The Admiral brand was brought back to life by a Manchester firm established by a local entrepreneur, "Admiral Sportswear Ltd.", which in 2011 acquired rights to manufacture and market footwear, clothing and accessories.

History

Beginning

"Cook & Hurst Ltd.", a Leicester-based manufacturing company of underwear established by Christopher Cook and Harold Hurst in Wigston in 1908, created the 'Admiral' trademark in 1914 to brand their products. When England won the World Cup in 1966, Bert Patrick, the owner of Cook & Hurst Ltd, commenced manufacturing and marketing football kits. The kits sales were aimed at the juvenile market and through selling connections in the sports retail trade. Bert Patrick believed that the advent of coloured television would enable him to persuade football clubs to accept personalised kits which his designers would produce and then register them under the Design Copyright Act. There was stiff opposition to his ideas from all sections of the public.

1970s: Leeds and England
Through its connection with Leeds United, Admiral pioneered the introduction and development of the replica kit market in the UK. In the 1973–74 season, Leeds United wore the first visibly branded kit in the English top flight.

Realising the potential of the replica kit market, Admiral brokered a deal with the Football Association in 1974 to produce the first commercially available England shirt that featured a sportswear manufacturers logo. They agreed a five-year contract for a starting payment of £15,000 a year or a 10 per cent royalty.

Other clubs
Admiral signed up other big clubs alongside Leeds United, such as Manchester United, Coventry City, Portsmouth, Tottenham Hotspur, Southampton, and West Ham. It also developed outside England, signing sides Aberdeen, Dundee and Motherwell in Scotland, Yugoslavian club Red Star Belgrade, Bundesliga outfit Eintracht Frankfurt, the Italian clubs Bologna and Monza, the Swiss club Servette, Swedish club Malmö, and the Indian club Kerala Blasters, in addition to the national teams of Belgium, Saudi Arabia and Wales. Admiral also produced kits for many of the NASL teams during the late 1970s and early 1980s, and had a replica licensing deal with some clubs, and for two seasons produced the uniforms for every team in the MISL.

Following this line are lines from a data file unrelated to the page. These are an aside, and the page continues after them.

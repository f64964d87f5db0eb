use serde::{Deserialize, Serialize};
use uuid::Uuid;

use crate::models::advice::Advice;

/// A MyMentor account. `asesores` carries the advisor assignments the user
/// can chat with; it is present on the single-user lookup but may be empty
/// on admin listings.
#[derive(Debug, Clone, Serialize, Deserialize)]
pub struct User {
    pub uuid: Uuid,
    pub name: String,
    pub last_name: String,
    pub phone_number: i64,
    pub email: String,
    pub admin: bool,
    pub enabled: bool,
    #[serde(default)]
    pub asesores: Vec<Asesor>,
}

/// An advisor assignment: the link between a user and a professional
/// profile. Its `id` is the assignment identity, distinct from the
/// professional's own id, and is what the advice endpoints key on.
#[derive(Debug, Clone, Serialize, Deserialize)]
pub struct Asesor {
    pub id: i64,
    pub professional: Professional,
    #[serde(default)]
    pub advisorys: Option<Vec<Advice>>,
}

/// Catalog entry describing an advisor's subject-matter profile.
#[derive(Debug, Clone, Serialize, Deserialize)]
pub struct Professional {
    pub id: i64,
    pub name: String,
    pub description: String,
    pub area: Area,
}

/// Flat reference data; immutable from the client's perspective.
#[derive(Debug, Clone, Serialize, Deserialize)]
pub struct Area {
    pub id: i64,
    pub name: String,
}

#[derive(Debug, Clone, Serialize, Deserialize)]
pub struct NewUser {
    pub name: String,
    pub last_name: String,
    pub phone_number: i64,
    pub email: String,
    pub password: String,
    pub admin: bool,
    pub enabled: bool,
}

/// Whole-record replacement payload for `PUT /users/{uuid}`. The password
/// is only sent when it is being changed.
#[derive(Debug, Clone, Serialize, Deserialize)]
pub struct UserUpdate {
    pub name: String,
    pub last_name: String,
    pub phone_number: i64,
    pub email: String,
    #[serde(skip_serializing_if = "Option::is_none")]
    pub password: Option<String>,
    pub admin: bool,
    pub enabled: bool,
}

#[derive(Debug, Clone, Serialize, Deserialize)]
pub struct NewProfessional {
    pub name: String,
    pub description: String,
    pub area_id: i64,
}

#[derive(Debug, Clone, Serialize, Deserialize)]
pub struct ProfessionalUpdate {
    pub name: String,
    pub description: String,
    pub area_id: i64,
}
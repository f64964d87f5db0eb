//! Reconciliation store for advice threads.
//!
//! Holds the in-memory list of threads for the current advisor context and
//! merges server responses into it. Entries are unique by thread id;
//! `upsert` is the single merge point for both create and update outcomes,
//! so callers never need to know which case occurred.

use std::collections::HashSet;

use futures::future::try_join_all;

use crate::client::ApiClient;
use crate::error::ApiError;
use crate::models::{Advice, AdviceRequest, AdviceView, ApiKind, Asesor};

#[derive(Default)]
pub struct AdviceStore {
    entries: Vec<AdviceView>,
    selected: Option<i64>,
}

impl AdviceStore {
    pub fn new() -> Self {
        Self::default()
    }

    pub fn entries(&self) -> &[AdviceView] {
        &self.entries
    }

    pub fn len(&self) -> usize {
        self.entries.len()
    }

    pub fn is_empty(&self) -> bool {
        self.entries.is_empty()
    }

    pub fn get(&self, id: i64) -> Option<&AdviceView> {
        self.entries.iter().find(|v| v.id() == id)
    }

    pub fn selected(&self) -> Option<&AdviceView> {
        self.selected.and_then(|id| self.get(id))
    }

    pub fn selected_id(&self) -> Option<i64> {
        self.selected
    }

    /// Select a thread for the chat surface. Returns false if the id is not
    /// in the store.
    pub fn select(&mut self, id: i64) -> bool {
        if self.get(id).is_some() {
            self.selected = Some(id);
            true
        } else {
            false
        }
    }

    pub fn clear_selection(&mut self) {
        self.selected = None;
    }

    // ========================================================================
    // Reconciliation
    // ========================================================================

    /// Merge one thread: same id → replace in place (list order preserved),
    /// new id → prepend (newest-first display bias).
    pub fn upsert(&mut self, view: AdviceView) {
        match self.entries.iter_mut().find(|v| v.id() == view.id()) {
            Some(existing) => *existing = view,
            None => self.entries.insert(0, view),
        }
    }

    /// Drop the thread with that id, if present. Clears the selection when
    /// it pointed at the removed thread. Idempotent.
    pub fn remove(&mut self, id: i64) {
        self.entries.retain(|v| v.id() != id);
        if self.selected == Some(id) {
            self.selected = None;
        }
    }

    /// Presentation order: descending by id, newest thread first,
    /// independent of insertion order.
    pub fn sorted_for_display(&self) -> Vec<&AdviceView> {
        let mut views: Vec<&AdviceView> = self.entries.iter().collect();
        views.sort_by(|a, b| b.id().cmp(&a.id()));
        views
    }

    /// Reload every listed assignment concurrently and replace the store's
    /// contents. Advisors with no threads yet (the suppressed 404) simply
    /// contribute nothing; one genuine failure aborts the whole load.
    pub async fn load_all(
        &mut self,
        client: &ApiClient,
        asesores: &[Asesor],
    ) -> Result<usize, ApiError> {
        let listings = try_join_all(asesores.iter().map(|asesor| async move {
            let resp = client.get_advisorys(asesor.id).await?;
            let views: Vec<AdviceView> = resp
                .advisorys
                .into_iter()
                .map(|advice| AdviceView {
                    advice,
                    asesor_id: asesor.id,
                    asesor_name: asesor.professional.name.clone(),
                })
                .collect();
            Ok::<_, ApiError>(views)
        }))
        .await?;

        // Invariant: no two entries share an id. First occurrence wins.
        let mut seen = HashSet::new();
        self.entries = listings
            .into_iter()
            .flatten()
            .filter(|v| seen.insert(v.id()))
            .collect();

        if let Some(selected) = self.selected {
            if !seen.contains(&selected) {
                self.selected = None;
            }
        }

        tracing::debug!(threads = self.entries.len(), "advice store reloaded");
        Ok(self.entries.len())
    }

    // ========================================================================
    // Chat flow
    // ========================================================================

    /// Send one chat message. With no thread selected a new one is created;
    /// otherwise the selected thread is extended. Either way the full thread
    /// is then re-fetched (the answer details only come back on the detail
    /// lookup) and merged, and becomes the selection.
    pub async fn send_message(
        &mut self,
        client: &ApiClient,
        asesor_id: i64,
        asesor_name: &str,
        ask: &str,
        api_type: ApiKind,
    ) -> Result<Advice, ApiError> {
        let ask = ask.trim();
        if ask.is_empty() {
            return Err(ApiError::Validation {
                field: "ask",
                message: "el mensaje no puede estar vacío".to_string(),
            });
        }

        let request = AdviceRequest {
            user_professional_id: asesor_id,
            ask: ask.to_string(),
            api_type,
            image: None,
        };

        let created = match self.selected {
            Some(id) => client.update_advice(id, &request).await?,
            None => client.create_advice(&request).await?,
        };

        // Strictly sequential: the detail fetch depends on the id the
        // create/update returned.
        let full = client.get_advice(created.advice.id).await?;
        let advice = full.advice.clone();

        self.upsert(AdviceView {
            advice: full.advice,
            asesor_id,
            asesor_name: asesor_name.to_string(),
        });
        self.selected = Some(advice.id);

        Ok(advice)
    }

    /// Delete a thread server-side, then locally.
    pub async fn delete_thread(&mut self, client: &ApiClient, id: i64) -> Result<(), ApiError> {
        client.delete_advice(id).await?;
        self.remove(id);
        Ok(())
    }
}

// ============================================================================
// TESTS
// ============================================================================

1980s: Decline and rebirth

Admiral began the decade with the launch of a new England kit in 1980, the first new kit in nearly 6 years. This kit was first worn in a 3–1 win over Argentina at Wembley Stadium on 13 May, and lasted until 1983. However, the 1980s marked a period of decline for the Admiral brand, as it began to lose the contracts with the major clubs to domestic rival Umbro and new international entrant Adidas.

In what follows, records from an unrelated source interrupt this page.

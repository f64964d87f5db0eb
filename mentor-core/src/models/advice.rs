use serde::{Deserialize, Serialize};

/// One advice thread as the server represents it. `advisorys_details` is
/// ordered by `line_number` ascending and matches server insertion order.
#[derive(Debug, Clone, Serialize, Deserialize)]
pub struct Advice {
    pub id: i64,
    pub description: String,
    #[serde(default)]
    pub advisorys_details: Vec<AdviceDetail>,
}

/// One question/answer turn within a thread. Append-only: never edited or
/// reordered after creation.
#[derive(Debug, Clone, Serialize, Deserialize)]
pub struct AdviceDetail {
    pub id: i64,
    pub line_number: i32,
    pub question: String,
    pub answer: String,
    /// Name of the generative backend that produced the answer.
    #[serde(default)]
    pub model: String,
}

/// Which generative backend answers the next message.
#[derive(Debug, Clone, Copy, PartialEq, Eq, Serialize, Deserialize, Default)]
#[serde(rename_all = "lowercase")]
pub enum ApiKind {
    Openai,
    #[default]
    Anthropic,
}

impl std::str::FromStr for ApiKind {
    type Err = String;

    fn from_str(s: &str) -> Result<Self, Self::Err> {
        match s.to_ascii_lowercase().as_str() {
            "openai" => Ok(ApiKind::Openai),
            "anthropic" => Ok(ApiKind::Anthropic),
            other => Err(format!("unknown api type '{other}'")),
        }
    }
}

impl std::fmt::Display for ApiKind {
    fn fmt(&self, f: &mut std::fmt::Formatter<'_>) -> std::fmt::Result {
        match self {
            ApiKind::Openai => write!(f, "openai"),
            ApiKind::Anthropic => write!(f, "anthropic"),
        }
    }
}

/// Body shape shared by advice create and update.
#[derive(Debug, Clone, Serialize, Deserialize)]
pub struct AdviceRequest {
    pub user_professional_id: i64,
    pub ask: String,
    pub api_type: ApiKind,
    #[serde(skip_serializing_if = "Option::is_none")]
    pub image: Option<String>,
}

/// Display view of a thread with the originating assignment stamped on.
/// The canonical `Advice` wire type is never widened with these fields.
#[derive(Debug, Clone, Serialize, Deserialize)]
pub struct AdviceView {
    pub advice: Advice,
    pub asesor_id: i64,
    pub asesor_name: String,
}

impl AdviceView {
    pub fn id(&self) -> i64 {
        self.advice.id
    }
}
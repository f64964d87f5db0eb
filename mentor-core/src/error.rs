use thiserror::Error;

/// Errors surfaced by the MyMentor API client.
///
/// `SessionExpired`, `Connectivity` and `RequestSetup` are only constructed
/// after the session has been torn down, so a caller receiving one of them
/// can assume local credentials are already gone.
#[derive(Error, Debug)]
pub enum ApiError {
    #[error("Login rejected: {0}")]
    Auth(String),

    #[error("Session expired")]
    SessionExpired,

    #[error("Connection failed: {0}")]
    Connectivity(String),

    #[error("Malformed request: {0}")]
    RequestSetup(String),

    #[error("API error ({status}): {message}")]
    Http { status: u16, message: String },

    #[error("Unexpected response shape: {0}")]
    InvalidResponse(String),

    #[error("Invalid {field}: {message}")]
    Validation { field: &'static str, message: String },

    #[error("Credential storage error: {0}")]
    Storage(#[from] std::io::Error),

    #[error("JSON error: {0}")]
    Json(#[from] serde_json::Error),

    #[error("Config error: {0}")]
    Config(#[from] config::ConfigError),
}

impl ApiError {
    /// True when the error forced a session teardown before propagating.
    pub fn is_session_fatal(&self) -> bool {
        matches!(
            self,
            ApiError::SessionExpired | ApiError::Connectivity(_) | ApiError::RequestSetup(_)
        )
    }
}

Even though Admiral still held the England kit contract, one of the most valuable in the world, the company was declared bankrupt in 1982. The brand reappeared on the market for the 1983–84 season producing the same double pinstripe design for both Leicester City and Notts County. Towards the end of the 1980s Bradford City, Cardiff City, Crystal Palace, Hull City, Swansea City and Wrexham were added to the Admiral roster. It was also the first ever kit maker of Inverness Caledonian Thistle.

1990s
Admiral entered the 1990s well placed to build upon its widespread recognition and continued to supply clubs including Dynamo Kyiv, Southampton, Middlesbrough, Bradford City, Charlton Athletic, Wimbledon, Hearts, Motherwell, Rangers, Partizan Belgrade and many more. In 1992 after Leeds United had won the last Football League division One title before the advent of the Premier League they negotiated a deal to make their kits for the following season.

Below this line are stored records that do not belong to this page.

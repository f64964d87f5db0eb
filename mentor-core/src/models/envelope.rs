//! Response envelopes the backend wraps its payloads in. Field names match
//! the wire exactly (the backend is Spanish-speaking: `usuario`, `mensaje`).

use serde::{Deserialize, Serialize};

use crate::models::advice::Advice;
use crate::models::user::{Area, User};

#[derive(Debug, Clone, Deserialize)]
pub struct LoginResponse {
    #[serde(default)]
    pub message: String,
    pub email: String,
    pub token: String,
}

#[derive(Debug, Clone, Deserialize)]
pub struct RefreshResponse {
    pub token: String,
}

#[derive(Debug, Clone, Deserialize)]
pub struct UserResponse {
    pub usuario: User,
    #[serde(default)]
    pub mensaje: String,
}

#[derive(Debug, Clone, Deserialize)]
pub struct UsersResponse {
    pub usuarios: Vec<User>,
    #[serde(default)]
    pub mensaje: String,
}

#[derive(Debug, Clone, Deserialize)]
pub struct AdviceResponse {
    pub advice: Advice,
    #[serde(default)]
    pub mensaje: String,
}

#[derive(Debug, Clone, Deserialize)]
pub struct AdviceListResponse {
    #[serde(default)]
    pub advisorys: Vec<Advice>,
    #[serde(default)]
    pub mensaje: String,
}

impl AdviceListResponse {
    /// The synthetic success substituted for a 404 on the listing lookup:
    /// "this advisor has no threads yet" is a steady state, not an error.
    pub fn empty() -> Self {
        Self {
            advisorys: Vec::new(),
            mensaje: "Sin asesorías aún".to_string(),
        }
    }
}

#[derive(Debug, Clone, Deserialize)]
pub struct AreasResponse {
    pub areas: Vec<Area>,
}

/// Spring-style page envelope returned by the paginated listings.
#[derive(Debug, Clone, Serialize, Deserialize)]
pub struct Page<T> {
    pub content: Vec<T>,
    #[serde(rename = "totalPages")]
    pub total_pages: u32,
    #[serde(default)]
    pub number: u32,
    #[serde(default)]
    pub size: u32,
}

After a period of relative inactivity during the mid-1990s, the Admiral trademark was acquired by Hay & Robertson plc in 1997, and ownership was transferred to International Brand Licensing plc in a demerger in 2002.

2000 and beyond
In 2000, Admiral entered the world of cricket and was the official kit supplier to the England cricket team until 2008 (the sponsorship was then taken over by Adidas). By 2001, it had also become the kit supplier to the West Indies and South Africa cricket teams as well as supplying the Canadian team for the 2003 Cricket World Cup held in South Africa. However, Admiral kept its connection with English football by sponsoring Leeds United until the end of the 2007–08 season.

In the 2010s, Admiral continues to sponsor a number of football teams around the world.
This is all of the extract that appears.